TASK BRIEF> Lines that contain the string "child" are the ones to list; copy all of them from the records.

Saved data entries

......

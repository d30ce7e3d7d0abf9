//! Running host commands with a time limit.

use std::process::Stdio;
use std::time::Duration;

use mcp::ToolError;
use tokio::process::Command;
use tracing::debug;

/// Captured output of a finished command.
#[derive(Debug, Clone, PartialEq, Eq)]
pub struct Output {
    pub stdout: String,
    pub stderr: String,
    pub success: bool,
}

impl Output {
    /// Stdout, or a failure carrying `context` when the command wrote to
    /// stderr or exited unsuccessfully.
    pub fn checked(self, context: &str) -> Result<String, ToolError> {
        let stderr = self.stderr.trim();
        if !stderr.is_empty() {
            return Err(ToolError::Execution(format!("{context}: {stderr}")));
        }
        if !self.success {
            return Err(ToolError::Execution(context.to_string()));
        }
        Ok(self.stdout)
    }
}

/// Run `program` with `args` (no shell involved), killing it after `limit`.
pub async fn run(program: &str, args: &[&str], limit: Duration) -> Result<Output, ToolError> {
    debug!(program, ?args, "running command");
    let child = Command::new(program)
        .args(args)
        .stdin(Stdio::null())
        .stdout(Stdio::piped())
        .stderr(Stdio::piped())
        .kill_on_drop(true)
        .spawn()
        .map_err(|e| ToolError::Execution(format!("failed to run {program}: {e}")))?;

    let output = tokio::time::timeout(limit, child.wait_with_output())
        .await
        .map_err(|_| ToolError::Timeout(u64::try_from(limit.as_millis()).unwrap_or(u64::MAX)))?
        .map_err(|e| ToolError::Execution(format!("failed to run {program}: {e}")))?;

    Ok(Output {
        stdout: String::from_utf8_lossy(&output.stdout).into_owned(),
        stderr: String::from_utf8_lossy(&output.stderr).into_owned(),
        success: output.status.success(),
    })
}

#[cfg(all(test, unix))]
mod tests {
    use super::*;

    #[tokio::test]
    async fn captures_stdout() {
        let output = run("echo", &["-a", "Safari"], Duration::from_secs(5))
            .await
            .unwrap();
        assert!(output.success);
        assert_eq!(output.stdout.trim(), "-a Safari");
        assert_eq!(output.checked("ignored").unwrap().trim(), "-a Safari");
    }

    #[tokio::test]
    async fn arguments_are_not_shell_expanded() {
        let output = run("echo", &["$HOME; rm -rf /"], Duration::from_secs(5))
            .await
            .unwrap();
        assert_eq!(output.stdout.trim(), "$HOME; rm -rf /");
    }

    #[tokio::test]
    async fn stderr_is_a_failure() {
        let output = run("sh", &["-c", "echo boom >&2"], Duration::from_secs(5))
            .await
            .unwrap();
        let err = output.checked("Failed to launch application \"Nope\"").unwrap_err();
        assert_eq!(
            err,
            ToolError::Execution("Failed to launch application \"Nope\": boom".into())
        );
    }

    #[tokio::test]
    async fn slow_command_times_out() {
        let err = run("sleep", &["5"], Duration::from_millis(100))
            .await
            .unwrap_err();
        assert_eq!(err, ToolError::Timeout(100));
    }

    #[tokio::test]
    async fn missing_program() {
        let err = run("macpilot-no-such-program", &[], Duration::from_secs(1))
            .await
            .unwrap_err();
        assert!(matches!(err, ToolError::Execution(msg) if msg.starts_with("failed to run")));
    }
}
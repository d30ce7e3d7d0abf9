//! Completion backend abstraction.
//!
//! The resolver only needs raw text back from a prompt, so a backend is a
//! single call: prompt in, completion out.

mod ollama;

pub use ollama::{DEFAULT_MODEL, DEFAULT_URL, OllamaBackend, OllamaBackendBuilder};

use crate::Result;
use std::future::Future;

/// Trait for text-completion backends.
pub trait CompletionBackend: Send + Sync {
    /// Send a prompt and return the raw completion text.
    fn complete(&self, prompt: &str) -> impl Future<Output = Result<String>> + Send;
}
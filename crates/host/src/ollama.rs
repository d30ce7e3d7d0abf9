//! Ollama HTTP API calls backing the `ollama_*` tools.

use std::time::Duration;

use mcp::ToolError;
use serde::{Deserialize, Serialize};

#[derive(Debug, Serialize)]
struct GenerateRequest<'a> {
    model: &'a str,
    prompt: &'a str,
    stream: bool,
}

#[derive(Debug, Deserialize)]
struct GenerateResponse {
    response: Option<String>,
}

#[derive(Debug, Deserialize)]
struct TagsResponse {
    #[serde(default)]
    models: Vec<ModelInfo>,
}

#[derive(Debug, Deserialize)]
struct ModelInfo {
    name: String,
    #[serde(default)]
    size: u64,
}

const BYTES_PER_GB: f64 = 1024.0 * 1024.0 * 1024.0;

pub struct OllamaClient {
    client: reqwest::Client,
    url: String,
    generate_timeout: Duration,
    list_timeout: Duration,
}

impl OllamaClient {
    pub fn new(url: impl Into<String>, generate_timeout: Duration) -> Self {
        let url: String = url.into();
        Self {
            client: reqwest::Client::new(),
            url: url.trim_end_matches('/').to_string(),
            generate_timeout,
            list_timeout: Duration::from_secs(10),
        }
    }

    pub fn url(&self) -> &str {
        &self.url
    }

    pub async fn generate(&self, model: &str, prompt: &str) -> Result<String, ToolError> {
        let response = self
            .client
            .post(format!("{}/api/generate", self.url))
            .timeout(self.generate_timeout)
            .json(&GenerateRequest {
                model,
                prompt,
                stream: false,
            })
            .send()
            .await
            .map_err(|e| self.request_error(e))?;

        let status = response.status();
        if !status.is_success() {
            return Err(ToolError::Execution(format!("Ollama error: {status}")));
        }

        let body: GenerateResponse = response
            .json()
            .await
            .map_err(|e| ToolError::Execution(format!("Ollama error: {e}")))?;
        Ok(body
            .response
            .unwrap_or_else(|| "No response from model".to_string()))
    }

    pub async fn list_models(&self) -> Result<String, ToolError> {
        let response = self
            .client
            .get(format!("{}/api/tags", self.url))
            .timeout(self.list_timeout)
            .send()
            .await
            .map_err(|e| self.request_error(e))?;

        let status = response.status();
        if !status.is_success() {
            return Err(ToolError::Execution(format!("Ollama error: {status}")));
        }

        let tags: TagsResponse = response
            .json()
            .await
            .map_err(|e| ToolError::Execution(format!("Ollama error: {e}")))?;
        Ok(format_models(&tags.models))
    }

    fn request_error(&self, error: reqwest::Error) -> ToolError {
        if error.is_connect() {
            ToolError::Execution(format!(
                "Failed to connect to Ollama server ({}). Make sure Ollama is running: ollama serve",
                self.url
            ))
        } else {
            ToolError::Execution(format!("Ollama error: {error}"))
        }
    }
}

fn format_models(models: &[ModelInfo]) -> String {
    if models.is_empty() {
        return "No available models. Load a model: ollama pull llama3.2".to_string();
    }
    let lines: Vec<String> = models
        .iter()
        .map(|m| format!("- {} ({:.2} GB)", m.name, m.size as f64 / BYTES_PER_GB))
        .collect();
    format!("Available Ollama models:\n{}", lines.join("\n"))
}
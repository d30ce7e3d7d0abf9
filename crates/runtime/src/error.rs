use std::time::Duration;

use thiserror::Error;

#[derive(Debug, Error)]
pub enum Error {
    #[error("network error: {0}")]
    Network(String),

    #[error("cannot reach completion backend at {url}")]
    Unreachable { url: String },

    #[error("completion timed out after {0:?}")]
    Timeout(Duration),

    #[error("completion backend error: {0}")]
    Api(String),

    #[error("invalid response: {0}")]
    InvalidResponse(String),
}

pub type Result<T> = std::result::Result<T, Error>;
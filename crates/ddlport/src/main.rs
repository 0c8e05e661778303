//! ddlport CLI
//!
//! Command-line tool that translates MySQL schema scripts into PostgreSQL.

use std::fs;
use std::io::{self, IsTerminal};
use std::path::PathBuf;

use anyhow::Context;
use clap::error::ErrorKind;
use clap::{CommandFactory, Parser, ValueEnum};
use dialoguer::Select;
use tracing::{Level, debug, info};
use tracing_subscriber::FmtSubscriber;

use ddlport_core::{Target, emitter_for, translate, translate_model};

/// Translate MySQL CREATE TABLE scripts into PostgreSQL DDL.
#[derive(Parser)]
#[command(name = "ddlport")]
#[command(author, version, about, long_about = None)]
struct Cli {
    /// MySQL script to translate.
    input: PathBuf,

    /// Write the result to this file instead of stdout.
    #[arg(short, long)]
    output: Option<PathBuf>,

    /// Target dialect; prompted for when omitted on a terminal.
    #[arg(short, long, value_enum, env = "DDLPORT_TARGET")]
    target: Option<TargetArg>,

    /// Print the schema model as JSON instead of DDL.
    #[arg(long)]
    dump_model: bool,

    /// Enable verbose output.
    #[arg(short, long)]
    verbose: bool,
}

#[derive(Debug, Clone, Copy, PartialEq, Eq, ValueEnum)]
enum TargetArg {
    /// PostgreSQL 9.4 and earlier: indexes created inside guarded blocks.
    PostgresqlCompatible,
    /// PostgreSQL 9.5 and later.
    Postgresql,
    /// Oracle (not supported yet).
    Oracle,
}

impl From<TargetArg> for Target {
    fn from(arg: TargetArg) -> Self {
        match arg {
            TargetArg::PostgresqlCompatible => Self::PostgresCompatible,
            TargetArg::Postgresql => Self::Postgres,
            TargetArg::Oracle => Self::Oracle,
        }
    }
}

/// Asks for a target on the terminal.
fn prompt_target() -> anyhow::Result<Target> {
    let targets = [Target::PostgresCompatible, Target::Postgres, Target::Oracle];
    let labels = [
        "postgresql-compatible (9.4)",
        "postgresql (9.5+)",
        "oracle",
    ];
    let selection = Select::new()
        .with_prompt("Target dialect")
        .items(&labels)
        .default(1)
        .interact()?;
    Ok(targets[selection])
}

fn main() -> anyhow::Result<()> {
    let cli = Cli::parse();

    // Setup logging
    let log_level = if cli.verbose {
        Level::DEBUG
    } else {
        Level::INFO
    };
    let subscriber = FmtSubscriber::builder()
        .with_max_level(log_level)
        .with_target(false)
        .without_time()
        .with_writer(io::stderr)
        .finish();
    tracing::subscriber::set_global_default(subscriber)?;

    let target = match cli.target {
        Some(arg) => Target::from(arg),
        None if io::stdin().is_terminal() => prompt_target()?,
        None => Cli::command()
            .error(
                ErrorKind::MissingRequiredArgument,
                "no target given: pass --target or set DDLPORT_TARGET",
            )
            .exit(),
    };
    emitter_for(target)?;
    debug!(%target, input = %cli.input.display(), "translating");

    let sql = fs::read_to_string(&cli.input)
        .with_context(|| format!("Failed to read {}", cli.input.display()))?;

    let output = if cli.dump_model {
        let model = translate_model(&sql, target)?;
        serde_json::to_string_pretty(&model)?
    } else {
        translate(&sql, target)?
    };

    match cli.output {
        Some(path) => {
            fs::write(&path, format!("{output}\n"))
                .with_context(|| format!("Failed to write {}", path.display()))?;
            info!("Wrote {}", path.display());
        }
        None => println!("{output}"),
    }

    Ok(())
}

......

ANSWER BOX>
    let child = Command::new(program)
    let output = tokio::time::timeout(limit, child.wait_with_output())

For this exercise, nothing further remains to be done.